:: Prompt ::
Locate the line that contains "file is supported.". Print it and every subsequent line through the final line of the records, exactly and only those.

Dataset excerpts
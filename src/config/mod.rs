//! Configuration module for Preview-Monitor
//!
//! This module handles loading, parsing, and validating TOML configuration files.
//! Every option has a default, so running without a config file is supported.
//!
//! # Example
//!
//! ```no_run
//! use preview_monitor::config::load_config;
//! use std::path::Path;
//!
//! let config = load_config(Path::new("monitor.toml")).unwrap();
//! println!("Cycle sleep: {}s", config.monitor.idle_sleep_seconds);
//! ```

mod parser;
mod types;
mod validation;

// Re-export types
pub use types::{Config, HttpConfig, MonitorConfig};

// Re-export parser functions
pub use parser::{compute_config_hash, load_config, load_config_with_hash};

:: Result below ::
//! Every option has a default, so running without a config file is supported.
//!
//! # Example
//!
//! ```no_run
//! use preview_monitor::config::load_config;
//! use std::path::Path;
//!
//! let config = load_config(Path::new("monitor.toml")).unwrap();
//! println!("Cycle sleep: {}s", config.monitor.idle_sleep_seconds);
//! ```

mod parser;
mod types;
mod validation;

// Re-export types
pub use types::{Config, HttpConfig, MonitorConfig};

// Re-export parser functions
pub use parser::{compute_config_hash, load_config, load_config_with_hash};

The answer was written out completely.